Definition of breakfast television in English:

breakfast television


mass noun
  • Television programmes broadcast early in the morning.

    • ‘Some elements of the service, including radio reception and breakfast television, are free.’
    • ‘My perfect day began with breakfast television and the bin men outside, yelling to each other and slamming the bins between the roaring truck and concrete pavements.’
    • ‘Kelly has lasted an astonishing 18 years in breakfast television.’
    • ‘The story was too minor for national breakfast television.’
    • ‘Within hours, breakfast television was reporting how the ‘pickets had set the hut alight themselves’, but only the police were in the vicinity.’
    • ‘There's something very disturbing about the picture at the top of this report, celebrating twenty years of breakfast television on the BBC.’
    • ‘An incredibly hairy man who used to present breakfast television and the odd football game on a Sunday sits in a television studio.’

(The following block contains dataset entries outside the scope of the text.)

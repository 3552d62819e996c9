//! Sign-in / sign-up screen.

use super::{LoginForm, LoginMode, UiAction};
use deskboard_core::auth::Credentials;
use deskboard_widgets::{ActionButton, panel_frame, theme};
use egui::{Align2, Context, RichText, TextEdit, Vec2};

pub fn render_login(ctx: &Context, form: &mut LoginForm) -> Option<UiAction> {
    let mut action = None;

    egui::CentralPanel::default()
        .frame(egui::Frame::new().fill(theme::CANVAS_BG))
        .show(ctx, |_ui| {});

    egui::Area::new(egui::Id::new("login_card"))
        .anchor(Align2::CENTER_CENTER, Vec2::ZERO)
        .show(ctx, |ui| {
            panel_frame().inner_margin(egui::Margin::same(24)).show(ui, |ui| {
                ui.set_width(340.0);
                ui.vertical(|ui| {
                    ui.spacing_mut().item_spacing = Vec2::new(0.0, 10.0);
                    ui.label(RichText::new("Deskboard").size(24.0).strong().color(theme::TEXT));
                    let subtitle = match form.mode {
                        LoginMode::SignIn => "Sign in to your dashboard",
                        LoginMode::SignUp => "Create an account",
                    };
                    ui.label(RichText::new(subtitle).color(theme::TEXT_MUTED));

                    ui.add(TextEdit::singleline(&mut form.email).hint_text("Email").desired_width(f32::INFINITY));
                    let password = ui.add(
                        TextEdit::singleline(&mut form.password)
                            .password(true)
                            .hint_text("Password")
                            .desired_width(f32::INFINITY),
                    );
                    let submitted = password.lost_focus() && ui.input(|i| i.key_pressed(egui::Key::Enter));

                    if let Some(error) = &form.error {
                        ui.label(RichText::new(error).color(theme::DANGER));
                    }
                    if let Some(message) = &form.message {
                        ui.label(RichText::new(message).color(theme::ACCENT));
                    }

                    let label = match form.mode {
                        LoginMode::SignIn => "Sign In",
                        LoginMode::SignUp => "Sign Up",
                    };
                    if ActionButton::new(label).min_width(340.0).show(ui) || submitted {
                        action = submit(form);
                    }

                    let switch = match form.mode {
                        LoginMode::SignIn => "Don't have an account? Sign up",
                        LoginMode::SignUp => "Already have an account? Sign in",
                    };
                    if ui.link(RichText::new(switch).color(theme::TEXT_MUTED)).clicked() {
                        form.mode = match form.mode {
                            LoginMode::SignIn => LoginMode::SignUp,
                            LoginMode::SignUp => LoginMode::SignIn,
                        };
                        form.error = None;
                        form.message = None;
                    }
                });
            });
        });

    action
}

/// Validate locally; only well-formed credentials reach the provider.
fn submit(form: &mut LoginForm) -> Option<UiAction> {
    let credentials = Credentials::new(form.email.trim(), form.password.clone());
    form.message = None;
    if let Err(e) = credentials.validate() {
        form.error = Some(e.to_string());
        return None;
    }
    form.error = None;
    Some(match form.mode {
        LoginMode::SignIn => UiAction::SignIn(credentials),
        LoginMode::SignUp => UiAction::SignUp(credentials),
    })
}
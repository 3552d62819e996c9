//! Task list panel.

use super::PanelError;
use crate::records::{NewTodo, Todo, TodoPatch};
use crate::storage::TaskStore;
use crate::suggest::suggest_for_task;

/// A user's task list as shown in a todo widget.
///
/// Local state only changes after the store confirms a write.
#[derive(Debug, Clone, Default)]
pub struct TodoPanel {
    user_id: String,
    todos: Vec<Todo>,
    loaded: bool,
    last_error: Option<String>,
}

impl TodoPanel {
    pub fn new(user_id: impl Into<String>) -> Self {
        Self {
            user_id: user_id.into(),
            ..Default::default()
        }
    }

    pub fn user_id(&self) -> &str {
        &self.user_id
    }

    pub fn todos(&self) -> &[Todo] {
        &self.todos
    }

    pub fn is_loaded(&self) -> bool {
        self.loaded
    }

    /// Message from the most recent failed operation.
    pub fn last_error(&self) -> Option<&str> {
        self.last_error.as_deref()
    }

    /// Tasks not yet completed.
    pub fn active_count(&self) -> usize {
        self.todos.iter().filter(|t| !t.completed).count()
    }

    pub async fn load(&mut self, store: &dyn TaskStore) -> Result<(), PanelError> {
        let result = store.list_todos(&self.user_id).await;
        self.loaded = true;
        let todos = self.check("fetching todos", result)?;
        self.todos = todos;
        Ok(())
    }

    /// Create a task titled `title`, seeded with heuristic suggestions.
    ///
    /// Blank titles are rejected without touching the store.
    pub async fn add(&mut self, store: &dyn TaskStore, title: &str) -> Result<&Todo, PanelError> {
        if title.trim().is_empty() {
            return Err(PanelError::EmptyTitle);
        }
        let suggestions = suggest_for_task(title, &self.todos);
        let new = NewTodo::with_suggestions(&self.user_id, title, suggestions);
        let result = store.insert_todo(new).await;
        let todo = self.check("adding todo", result)?;
        log::info!("Added todo {} ({})", todo.id, todo.priority_label());
        self.todos.insert(0, todo);
        Ok(&self.todos[0])
    }

    pub async fn set_completed(
        &mut self,
        store: &dyn TaskStore,
        id: &str,
        completed: bool,
    ) -> Result<(), PanelError> {
        let result = store.update_todo(id, TodoPatch::completed(completed)).await;
        let updated = self.check("updating todo", result)?;
        if let Some(todo) = self.todos.iter_mut().find(|t| t.id == id) {
            *todo = updated;
        }
        Ok(())
    }

    pub async fn delete(&mut self, store: &dyn TaskStore, id: &str) -> Result<(), PanelError> {
        let result = store.delete_todo(id).await;
        self.check("deleting todo", result)?;
        self.todos.retain(|t| t.id != id);
        Ok(())
    }

    fn check<T, E: Into<PanelError>>(&mut self, action: &str, result: Result<T, E>) -> Result<T, PanelError> {
        match result {
            Ok(value) => {
                self.last_error = None;
                Ok(value)
            }
            Err(e) => {
                let e = e.into();
                log::error!("Error {}: {}", action, e);
                self.last_error = Some(e.to_string());
                Err(e)
            }
        }
    }
}

#[cfg(test)]
mod tests {
    use super::*;
    use crate::panels::tests::OfflineStore;
    use crate::storage::MemoryStore;
    use crate::testing::block_on;

    #[test]
    fn test_add_prepends_and_uses_suggestions() {
        let store = MemoryStore::new();
        let mut panel = TodoPanel::new("u1");
        block_on(panel.load(&store)).unwrap();

        block_on(panel.add(&store, "Water the garden")).unwrap();
        let added = block_on(panel.add(&store, "urgent: call the bank")).unwrap().clone();

        assert_eq!(added.priority, 1);
        assert_eq!(added.ai_priority_score, 0.9);
        assert_eq!(added.tags, ["meeting"]);
        assert_eq!(panel.todos()[0].id, added.id);
        assert_eq!(panel.active_count(), 2);
    }

    #[test]
    fn test_blank_title_never_reaches_store() {
        let store = OfflineStore;
        let mut panel = TodoPanel::new("u1");
        let result = block_on(panel.add(&store, "   "));
        assert!(matches!(result, Err(PanelError::EmptyTitle)));
        assert!(panel.last_error().is_none());
    }

    #[test]
    fn test_toggle_and_delete() {
        let store = MemoryStore::new();
        let mut panel = TodoPanel::new("u1");
        let id = block_on(panel.add(&store, "Fold laundry")).unwrap().id.clone();

        block_on(panel.set_completed(&store, &id, true)).unwrap();
        assert_eq!(panel.active_count(), 0);

        block_on(panel.delete(&store, &id)).unwrap();
        assert!(panel.todos().is_empty());
        assert!(block_on(store.list_todos("u1")).unwrap().is_empty());
    }

    #[test]
    fn test_load_orders_newest_first() {
        let store = MemoryStore::new();
        let mut writer = TodoPanel::new("u1");
        block_on(writer.add(&store, "first")).unwrap();
        block_on(writer.add(&store, "second")).unwrap();

        let mut reader = TodoPanel::new("u1");
        block_on(reader.load(&store)).unwrap();
        let titles: Vec<_> = reader.todos().iter().map(|t| t.title.as_str()).collect();
        assert_eq!(titles, ["second", "first"]);
    }

    #[test]
    fn test_store_failure_leaves_state_unchanged() {
        let good = MemoryStore::new();
        let mut panel = TodoPanel::new("u1");
        let id = block_on(panel.add(&good, "Keep me")).unwrap().id.clone();
        let before = panel.todos().to_vec();

        let offline = OfflineStore;
        assert!(block_on(panel.add(&offline, "Lost")).is_err());
        assert!(block_on(panel.set_completed(&offline, &id, true)).is_err());
        assert!(block_on(panel.delete(&offline, &id)).is_err());

        assert_eq!(panel.todos(), before.as_slice());
        assert!(panel.last_error().is_some());
    }
}
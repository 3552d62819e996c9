//! UI components using egui.
//!
//! Render functions draw from read-only state plus [`UiState`] (form buffers
//! and menus) and return [`UiAction`]s; the app applies them afterwards.

mod canvas_view;
mod header;
mod login;
mod notes_view;
mod sidebar;
mod todo_view;

pub use canvas_view::render_canvas;
pub use header::render_header;
pub use login::render_login;
pub use sidebar::render_sidebar;

use deskboard_core::auth::Credentials;
use deskboard_core::records::Note;
use deskboard_core::{WidgetId, WidgetKind};
use std::collections::HashMap;

/// Whether the login form signs in or registers.
#[derive(Debug, Clone, Copy, PartialEq, Eq, Default)]
pub enum LoginMode {
    #[default]
    SignIn,
    SignUp,
}

/// Login form buffers and feedback.
#[derive(Debug, Clone, Default)]
pub struct LoginForm {
    pub mode: LoginMode,
    pub email: String,
    pub password: String,
    pub error: Option<String>,
    /// Confirmation shown after a sign-up.
    pub message: Option<String>,
}

/// New-task input of one todo widget.
#[derive(Debug, Clone, Default)]
pub struct TodoForm {
    pub title: String,
    pub error: Option<String>,
}

/// Editor buffers of one notes widget, bound to the open note.
#[derive(Debug, Clone, Default)]
pub struct NoteEditor {
    pub note_id: Option<String>,
    pub title: String,
    pub body: String,
    pub search: String,
}

impl NoteEditor {
    /// Rebind the buffers when the open note changes.
    pub fn sync(&mut self, draft: Option<&Note>) {
        let id = draft.map(|n| n.id.as_str());
        if self.note_id.as_deref() == id {
            return;
        }
        self.note_id = id.map(str::to_string);
        self.title = draft.map(|n| n.title.clone()).unwrap_or_default();
        self.body = draft.map(|n| n.plain_text.clone()).unwrap_or_default();
    }
}

/// Transient UI state.
#[derive(Debug, Default)]
pub struct UiState {
    pub login: LoginForm,
    pub user_menu_open: bool,
    pub todo_forms: HashMap<WidgetId, TodoForm>,
    pub note_editors: HashMap<WidgetId, NoteEditor>,
}

impl UiState {
    /// Forget buffers of widgets that are gone.
    pub fn retain_widgets(&mut self, alive: impl Fn(&WidgetId) -> bool) {
        self.todo_forms.retain(|id, _| alive(id));
        self.note_editors.retain(|id, _| alive(id));
    }
}

#[derive(Debug, Clone, PartialEq)]
pub enum TodoAction {
    Add(String),
    SetCompleted(String, bool),
    Delete(String),
}

#[derive(Debug, Clone, PartialEq)]
pub enum NotesAction {
    Create,
    Select(String),
    CloseEditor,
    Search(String),
    EditTitle(String, String),
    EditBody(String, String),
    ToggleFavorite(String),
    Delete(String),
    /// Writing suggestions for the editor text.
    Suggest(String),
    /// Summary, tags and insights for a saved note.
    Analyze(String),
    /// Save pending edits now.
    Flush,
}

/// Actions that can be triggered by the UI.
#[derive(Debug, Clone, PartialEq)]
pub enum UiAction {
    SignIn(Credentials),
    SignUp(Credentials),
    SignOut,
    ToggleSidebar,
    CloseSidebar,
    AddWidget(WidgetKind),
    ToggleMinimized(WidgetId),
    ToggleFullScreen(WidgetId),
    RemoveWidget(WidgetId),
    Todo(WidgetId, TodoAction),
    Notes(WidgetId, NotesAction),
}
//! Collaborators the shell talks to.

use deskboard_core::{DashboardConfig, FileStore, IdentityProvider, MemoryIdentityProvider, MemoryStore, NoteStore, TaskStore};
use std::sync::Arc;

/// Identity provider plus the task and note stores.
#[derive(Clone)]
pub struct Backend {
    pub identity: Arc<dyn IdentityProvider>,
    pub tasks: Arc<dyn TaskStore>,
    pub notes: Arc<dyn NoteStore>,
}

impl Backend {
    /// Everything in memory; nothing survives a restart.
    pub fn in_memory() -> Self {
        let store = Arc::new(MemoryStore::new());
        Self {
            identity: Arc::new(MemoryIdentityProvider::new()),
            tasks: store.clone(),
            notes: store,
        }
    }

    /// File-backed stores under the configured data directory, falling back
    /// to memory when the directory cannot be used.
    pub fn from_config(config: &DashboardConfig) -> Self {
        let store = match &config.data_dir {
            Some(dir) => FileStore::new(dir.clone()),
            None => FileStore::default_location(),
        };
        match store {
            Ok(store) => {
                log::info!("Storing records in {}", store.base_path().display());
                let store = Arc::new(store);
                Self {
                    identity: Arc::new(MemoryIdentityProvider::new()),
                    tasks: store.clone(),
                    notes: store,
                }
            }
            Err(e) => {
                log::warn!("File store unavailable ({}), keeping records in memory", e);
                Self::in_memory()
            }
        }
    }
}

    • ‘Like an ageing busker he was rolled out to perform on breakfast television.’
    • ‘Nerves got the better of poor old Gordon, who swung and missed twice then saw his prize nut smashed into pieces by Mark, who grabbed the trophy and an appearance on breakfast television the following morning.’

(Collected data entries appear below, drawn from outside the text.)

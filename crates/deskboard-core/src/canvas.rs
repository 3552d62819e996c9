//! The widget canvas: owns the widget collection and the interaction slot.

use crate::capture::{CaptureCounter, CaptureSurface, PointerCapture};
use crate::input::{InputState, KEY_ESCAPE, KeyEvent, MouseButton, PointerEvent};
use crate::interaction::{Interaction, InteractionKind};
use crate::widget::{
    HEADER_HEIGHT, HitRegion, MIN_WIDGET_SIZE, ResizeHandle, Widget, WidgetId, WidgetKind,
    WidgetPatch, WidgetRegistry, hit_test,
};
use kurbo::{Point, Rect, Size};
use std::sync::Arc;

/// Default viewport used until the shell reports its real size.
pub const DEFAULT_VIEWPORT: Size = Size::new(1280.0, 800.0);

/// What a pointer or key event did to the canvas.
#[derive(Debug, Clone, PartialEq)]
pub enum CanvasEvent {
    /// Nothing changed.
    Ignored,
    DragStarted(WidgetId),
    ResizeStarted(WidgetId, ResizeHandle),
    Moved(WidgetId, Point),
    Resized(WidgetId, Size),
    /// The drag or resize on this widget finished or was cancelled.
    InteractionEnded(WidgetId),
    FullScreenToggled(WidgetId, bool),
    /// A press landed on a header control; the control handles it.
    ControlPressed(WidgetId),
    /// A single press on widget content.
    BodyPressed(WidgetId),
}

/// Free-form canvas of dashboard widgets.
///
/// Widgets render in insertion order, later ones on top. All mutations go
/// through [`Canvas::add`], [`Canvas::update`] and [`Canvas::remove`];
/// interactions compute geometry and apply it through `update`.
#[derive(Debug)]
pub struct Canvas {
    widgets: Vec<Widget>,
    registry: WidgetRegistry,
    /// The single in-flight drag or resize, if any.
    interaction: Option<Interaction>,
    capture_surface: Arc<dyn CaptureSurface>,
    input: InputState,
    viewport_size: Size,
    min_widget_size: f64,
}

impl Default for Canvas {
    fn default() -> Self {
        Self::new()
    }
}
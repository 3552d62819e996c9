//! Widget registry: the data model and factory for dashboard panels.
//!
//! - Kinds and their catalog metadata
//! - The widget record and partial updates
//! - Default geometry and id assignment
//! - Frame hit regions and resize handles
//!
//! Widgets are plain data. The canvas owns the collection and the
//! interaction state that moves them.

mod handles;
mod kind;
mod registry;
mod state;

pub use handles::{
    CORNER_HANDLE_SIZE, EDGE_HANDLE_THICKNESS, HEADER_CONTROL_COUNT, HEADER_CONTROL_GAP,
    HEADER_CONTROL_SIZE, HEADER_CONTROLS_MARGIN, HEADER_CONTROLS_WIDTH, HEADER_HEIGHT, Handle, HitRegion, ResizeHandle, header_rect, hit_test, resize_handles,
};
pub use kind::{CatalogEntry, UnknownWidgetKind, WidgetKind};
pub use registry::{DEFAULT_PLACEMENT_RANGE, WidgetRegistry};
pub use state::{DEFAULT_WIDGET_SIZE, MIN_WIDGET_SIZE, Widget, WidgetId, WidgetPatch};
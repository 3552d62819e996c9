//! Widget data: identity, geometry and display flags.

use super::kind::WidgetKind;
use kurbo::{Point, Rect, Size};
use serde::{Deserialize, Serialize};
use std::fmt;

/// Smallest width or height a resize can produce.
pub const MIN_WIDGET_SIZE: f64 = 200.0;

/// Size given to every newly created widget.
pub const DEFAULT_WIDGET_SIZE: Size = Size::new(400.0, 300.0);

/// Opaque widget identifier, unique within a canvas.
#[derive(Debug, Clone, PartialEq, Eq, Hash, PartialOrd, Ord, Serialize, Deserialize)]
#[serde(transparent)]
pub struct WidgetId(String);

impl WidgetId {
    pub fn new(id: impl Into<String>) -> Self {
        Self(id.into())
    }

    pub fn as_str(&self) -> &str {
        &self.0
    }
}

impl fmt::Display for WidgetId {
    fn fmt(&self, f: &mut fmt::Formatter<'_>) -> fmt::Result {
        f.write_str(&self.0)
    }
}

impl From<&str> for WidgetId {
    fn from(s: &str) -> Self {
        Self(s.to_string())
    }
}

/// A positioned, resizable panel on the canvas.
#[derive(Debug, Clone, PartialEq, Serialize, Deserialize)]
pub struct Widget {
    pub id: WidgetId,
    pub kind: WidgetKind,
    pub title: String,
    /// Top-left corner in canvas coordinates.
    pub position: Point,
    pub size: Size,
    pub is_minimized: bool,
    pub is_full_screen: bool,
}

impl Widget {
    /// Create a widget with explicit geometry; flags start cleared.
    pub fn new(id: WidgetId, kind: WidgetKind, title: impl Into<String>, position: Point, size: Size) -> Self {
        Self {
            id,
            kind,
            title: title.into(),
            position,
            size,
            is_minimized: false,
            is_full_screen: false,
        }
    }

    /// Stored geometry, ignoring minimize and full-screen overrides.
    pub fn rect(&self) -> Rect {
        Rect::from_origin_size(self.position, self.size)
    }

    /// Merge the fields present in `patch`.
    pub fn apply(&mut self, patch: &WidgetPatch) {
        if let Some(title) = &patch.title {
            self.title = title.clone();
        }
        if let Some(position) = patch.position {
            self.position = position;
        }
        if let Some(size) = patch.size {
            self.size = size;
        }
        if let Some(minimized) = patch.is_minimized {
            self.is_minimized = minimized;
        }
        if let Some(full_screen) = patch.is_full_screen {
            self.is_full_screen = full_screen;
        }
    }
}

/// Partial widget update. `id` and `kind` are fixed for a widget's lifetime.
#[derive(Debug, Clone, Default, PartialEq, Serialize, Deserialize)]
pub struct WidgetPatch {
    #[serde(default, skip_serializing_if = "Option::is_none")]
    pub title: Option<String>,
    #[serde(default, skip_serializing_if = "Option::is_none")]
    pub position: Option<Point>,
    #[serde(default, skip_serializing_if = "Option::is_none")]
    pub size: Option<Size>,
    #[serde(default, skip_serializing_if = "Option::is_none")]
    pub is_minimized: Option<bool>,
    #[serde(default, skip_serializing_if = "Option::is_none")]
    pub is_full_screen: Option<bool>,
}

impl WidgetPatch {
    pub fn position(position: Point) -> Self {
        Self {
            position: Some(position),
            ..Default::default()
        }
    }

    pub fn size(size: Size) -> Self {
        Self {
            size: Some(size),
            ..Default::default()
        }
    }

    pub fn minimized(minimized: bool) -> Self {
        Self {
            is_minimized: Some(minimized),
            ..Default::default()
        }
    }

    pub fn full_screen(full_screen: bool) -> Self {
        Self {
            is_full_screen: Some(full_screen),
            ..Default::default()
        }
    }

    pub fn is_empty(&self) -> bool {
        *self == Self::default()
    }
}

    • ‘But Greg, the man who made breakfast television what it is today, is not the sort to let a few cultural differences put him off.’
    • ‘The short period between the start of TVS in 1982, and the arrival of breakfast television on the ITV network in 1983 gave rise to an intriguing new habit in the history of daily start-up routines.’
    • ‘His big break came when a cookery presenter on BBC breakfast television asked him to give a demonstration at a cookery school in London.’
    • ‘Soon after, the evolutionary steps of breakfast television and 24-hour broadcasting would follow.’
    • ‘When interviewed on breakfast television the morning after the incident he vehemently denied that there was any problem with bullying at his school, and that the previous day's events were entirely isolated.’
    • ‘There'd been an item on breakfast television that morning in which experts declared that they felt sure they were getting quite close to divining its nature.’
    • ‘This was the dawn of another era for British television, which would see daily start-ups, elongated idents and nightly closedowns coming to a gradual end thanks to breakfast television and, later, 24 hour broadcasting.’
    • ‘And a presenter on breakfast television said flood defences were ‘obviously not working’ in the city.’
    • ‘The dramatic break-up of the shuttle over the skies of Texas, against a clear blue background, was relayed live on American breakfast television to horrified viewers.’
    • ‘Bear in mind also there was no breakfast television 25 years ago, that daytime television mostly consisted of schools and children's programmes, and that during the energy crisis, television closed down at 10.30 every night.’
    • ‘Promotional duties are in full swing - he's up at the crack of dawn for an appearance on breakfast television, before doing this interview - but this part of being a famous author is what interests him the least.’